Assignment –
Since only the total matters, count the lines of these entries containing the word "DebitNormal" and write that total alone.

━━━ Provided data ━━━

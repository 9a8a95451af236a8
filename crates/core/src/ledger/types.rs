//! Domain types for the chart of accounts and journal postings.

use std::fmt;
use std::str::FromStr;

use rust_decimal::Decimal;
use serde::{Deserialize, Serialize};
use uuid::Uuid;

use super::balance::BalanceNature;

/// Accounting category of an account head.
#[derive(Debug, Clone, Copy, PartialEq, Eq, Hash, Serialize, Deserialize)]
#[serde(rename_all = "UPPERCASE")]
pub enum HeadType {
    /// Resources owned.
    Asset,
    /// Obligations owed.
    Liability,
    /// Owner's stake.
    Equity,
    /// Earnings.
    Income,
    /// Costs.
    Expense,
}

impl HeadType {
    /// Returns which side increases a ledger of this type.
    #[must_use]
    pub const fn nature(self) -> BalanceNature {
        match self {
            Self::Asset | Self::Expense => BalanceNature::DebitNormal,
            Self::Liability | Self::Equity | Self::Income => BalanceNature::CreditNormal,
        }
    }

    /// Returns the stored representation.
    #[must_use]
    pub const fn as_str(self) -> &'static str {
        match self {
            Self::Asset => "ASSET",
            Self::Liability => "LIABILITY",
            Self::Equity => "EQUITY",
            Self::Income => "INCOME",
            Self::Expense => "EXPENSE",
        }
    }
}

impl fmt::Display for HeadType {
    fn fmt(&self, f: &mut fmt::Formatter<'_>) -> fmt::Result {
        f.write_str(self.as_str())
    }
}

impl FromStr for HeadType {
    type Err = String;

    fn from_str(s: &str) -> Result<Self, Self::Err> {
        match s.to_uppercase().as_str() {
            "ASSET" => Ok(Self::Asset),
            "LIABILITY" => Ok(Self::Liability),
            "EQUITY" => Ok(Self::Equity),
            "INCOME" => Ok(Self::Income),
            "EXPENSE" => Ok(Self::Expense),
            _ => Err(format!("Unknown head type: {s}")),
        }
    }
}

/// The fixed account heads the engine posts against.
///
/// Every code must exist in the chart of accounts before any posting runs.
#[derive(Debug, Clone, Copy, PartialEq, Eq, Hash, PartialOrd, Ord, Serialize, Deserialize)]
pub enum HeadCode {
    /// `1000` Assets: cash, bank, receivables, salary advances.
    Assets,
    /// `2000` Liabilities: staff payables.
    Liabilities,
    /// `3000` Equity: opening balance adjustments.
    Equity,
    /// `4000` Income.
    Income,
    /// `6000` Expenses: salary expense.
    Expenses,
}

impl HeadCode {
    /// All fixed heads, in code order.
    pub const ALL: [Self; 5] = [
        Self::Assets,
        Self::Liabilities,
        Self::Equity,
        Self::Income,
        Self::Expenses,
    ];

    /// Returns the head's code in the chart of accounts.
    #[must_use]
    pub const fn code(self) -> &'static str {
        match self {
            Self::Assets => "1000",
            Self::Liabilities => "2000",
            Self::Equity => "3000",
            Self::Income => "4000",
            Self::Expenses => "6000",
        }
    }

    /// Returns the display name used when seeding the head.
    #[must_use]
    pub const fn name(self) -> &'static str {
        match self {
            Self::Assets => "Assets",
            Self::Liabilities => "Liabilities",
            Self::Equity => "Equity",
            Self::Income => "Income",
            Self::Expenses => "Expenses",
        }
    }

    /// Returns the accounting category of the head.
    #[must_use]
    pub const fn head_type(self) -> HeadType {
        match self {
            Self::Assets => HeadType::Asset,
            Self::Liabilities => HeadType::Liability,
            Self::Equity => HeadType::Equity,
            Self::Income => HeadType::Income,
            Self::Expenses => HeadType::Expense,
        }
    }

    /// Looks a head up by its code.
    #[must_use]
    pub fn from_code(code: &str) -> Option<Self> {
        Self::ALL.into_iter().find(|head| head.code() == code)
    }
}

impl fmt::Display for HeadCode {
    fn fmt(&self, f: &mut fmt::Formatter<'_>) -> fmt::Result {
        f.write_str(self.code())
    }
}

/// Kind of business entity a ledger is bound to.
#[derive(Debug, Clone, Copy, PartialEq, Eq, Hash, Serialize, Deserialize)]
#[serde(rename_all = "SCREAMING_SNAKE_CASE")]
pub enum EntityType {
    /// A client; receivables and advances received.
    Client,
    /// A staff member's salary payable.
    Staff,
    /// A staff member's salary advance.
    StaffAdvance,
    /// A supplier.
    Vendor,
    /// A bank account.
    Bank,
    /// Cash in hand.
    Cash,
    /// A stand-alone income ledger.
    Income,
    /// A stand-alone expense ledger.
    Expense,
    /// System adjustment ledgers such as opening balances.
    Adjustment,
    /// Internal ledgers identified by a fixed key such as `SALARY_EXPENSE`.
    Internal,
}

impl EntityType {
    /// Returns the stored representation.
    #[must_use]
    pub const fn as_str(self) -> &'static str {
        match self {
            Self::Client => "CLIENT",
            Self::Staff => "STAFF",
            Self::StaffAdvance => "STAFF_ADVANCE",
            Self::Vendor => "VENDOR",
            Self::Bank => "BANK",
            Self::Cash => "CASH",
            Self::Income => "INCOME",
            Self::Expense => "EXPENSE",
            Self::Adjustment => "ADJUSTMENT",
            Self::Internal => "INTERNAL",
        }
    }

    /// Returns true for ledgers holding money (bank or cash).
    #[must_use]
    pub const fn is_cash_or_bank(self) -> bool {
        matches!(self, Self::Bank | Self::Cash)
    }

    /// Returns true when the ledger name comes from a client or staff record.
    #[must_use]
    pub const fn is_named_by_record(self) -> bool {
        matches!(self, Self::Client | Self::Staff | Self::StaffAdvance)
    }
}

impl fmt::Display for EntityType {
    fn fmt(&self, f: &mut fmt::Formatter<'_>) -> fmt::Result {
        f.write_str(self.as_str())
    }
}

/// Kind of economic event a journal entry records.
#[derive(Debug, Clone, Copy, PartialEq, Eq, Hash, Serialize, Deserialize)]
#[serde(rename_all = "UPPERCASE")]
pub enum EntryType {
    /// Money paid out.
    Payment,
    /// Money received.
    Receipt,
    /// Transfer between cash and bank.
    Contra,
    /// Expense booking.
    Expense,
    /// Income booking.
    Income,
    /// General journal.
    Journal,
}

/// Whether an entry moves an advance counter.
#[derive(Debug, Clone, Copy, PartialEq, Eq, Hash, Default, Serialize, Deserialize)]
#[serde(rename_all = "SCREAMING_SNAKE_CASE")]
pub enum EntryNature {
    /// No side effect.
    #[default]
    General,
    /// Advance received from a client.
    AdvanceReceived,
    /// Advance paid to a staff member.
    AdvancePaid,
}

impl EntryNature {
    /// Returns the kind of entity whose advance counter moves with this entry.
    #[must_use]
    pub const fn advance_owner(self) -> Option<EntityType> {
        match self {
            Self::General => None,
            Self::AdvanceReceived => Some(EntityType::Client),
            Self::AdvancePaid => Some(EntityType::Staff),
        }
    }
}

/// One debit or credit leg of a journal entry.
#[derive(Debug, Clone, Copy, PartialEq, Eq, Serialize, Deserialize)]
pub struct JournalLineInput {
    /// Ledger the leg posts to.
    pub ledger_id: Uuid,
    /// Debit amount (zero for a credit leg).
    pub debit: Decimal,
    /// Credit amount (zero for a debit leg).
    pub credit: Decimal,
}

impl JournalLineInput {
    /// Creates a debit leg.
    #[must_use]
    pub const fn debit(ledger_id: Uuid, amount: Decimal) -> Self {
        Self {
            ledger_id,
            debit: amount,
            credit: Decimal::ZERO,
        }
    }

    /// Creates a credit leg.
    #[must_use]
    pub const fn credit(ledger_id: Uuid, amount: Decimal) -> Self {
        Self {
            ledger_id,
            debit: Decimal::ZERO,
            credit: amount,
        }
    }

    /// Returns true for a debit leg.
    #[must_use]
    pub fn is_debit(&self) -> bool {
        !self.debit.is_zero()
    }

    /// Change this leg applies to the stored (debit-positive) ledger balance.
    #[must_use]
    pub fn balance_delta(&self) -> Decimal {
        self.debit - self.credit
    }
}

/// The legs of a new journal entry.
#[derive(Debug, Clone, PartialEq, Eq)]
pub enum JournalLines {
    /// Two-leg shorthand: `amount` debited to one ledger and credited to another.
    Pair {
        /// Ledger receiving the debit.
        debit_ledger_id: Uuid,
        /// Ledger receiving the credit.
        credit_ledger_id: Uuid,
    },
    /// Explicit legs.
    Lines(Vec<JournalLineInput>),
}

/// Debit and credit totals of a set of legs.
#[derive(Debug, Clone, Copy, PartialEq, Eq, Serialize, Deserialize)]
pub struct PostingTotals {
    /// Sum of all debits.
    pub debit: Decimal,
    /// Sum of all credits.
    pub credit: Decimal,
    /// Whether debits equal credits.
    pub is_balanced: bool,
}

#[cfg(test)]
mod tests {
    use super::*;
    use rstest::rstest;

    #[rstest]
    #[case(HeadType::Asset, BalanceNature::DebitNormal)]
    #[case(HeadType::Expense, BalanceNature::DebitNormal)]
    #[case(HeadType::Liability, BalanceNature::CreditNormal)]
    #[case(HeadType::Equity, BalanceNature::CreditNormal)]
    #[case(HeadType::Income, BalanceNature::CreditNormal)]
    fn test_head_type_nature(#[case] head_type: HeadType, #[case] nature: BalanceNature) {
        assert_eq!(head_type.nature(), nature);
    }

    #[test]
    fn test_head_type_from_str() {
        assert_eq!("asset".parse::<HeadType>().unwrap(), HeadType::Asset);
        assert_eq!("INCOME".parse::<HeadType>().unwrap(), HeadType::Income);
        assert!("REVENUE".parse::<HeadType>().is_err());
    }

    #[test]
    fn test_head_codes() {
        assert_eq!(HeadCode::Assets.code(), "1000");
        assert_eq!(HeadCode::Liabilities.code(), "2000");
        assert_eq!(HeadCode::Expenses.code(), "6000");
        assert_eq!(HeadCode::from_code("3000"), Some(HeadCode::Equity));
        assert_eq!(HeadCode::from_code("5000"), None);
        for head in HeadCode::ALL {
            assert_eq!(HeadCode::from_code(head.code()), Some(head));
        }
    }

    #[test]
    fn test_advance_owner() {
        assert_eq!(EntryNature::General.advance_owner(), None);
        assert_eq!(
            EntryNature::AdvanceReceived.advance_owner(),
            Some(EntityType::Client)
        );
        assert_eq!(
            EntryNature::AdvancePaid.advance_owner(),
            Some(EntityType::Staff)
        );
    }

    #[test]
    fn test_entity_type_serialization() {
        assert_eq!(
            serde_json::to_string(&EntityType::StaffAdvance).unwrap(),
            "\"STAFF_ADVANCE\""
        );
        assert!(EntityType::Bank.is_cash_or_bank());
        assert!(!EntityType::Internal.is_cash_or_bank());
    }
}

━━━

Solved exercise –
3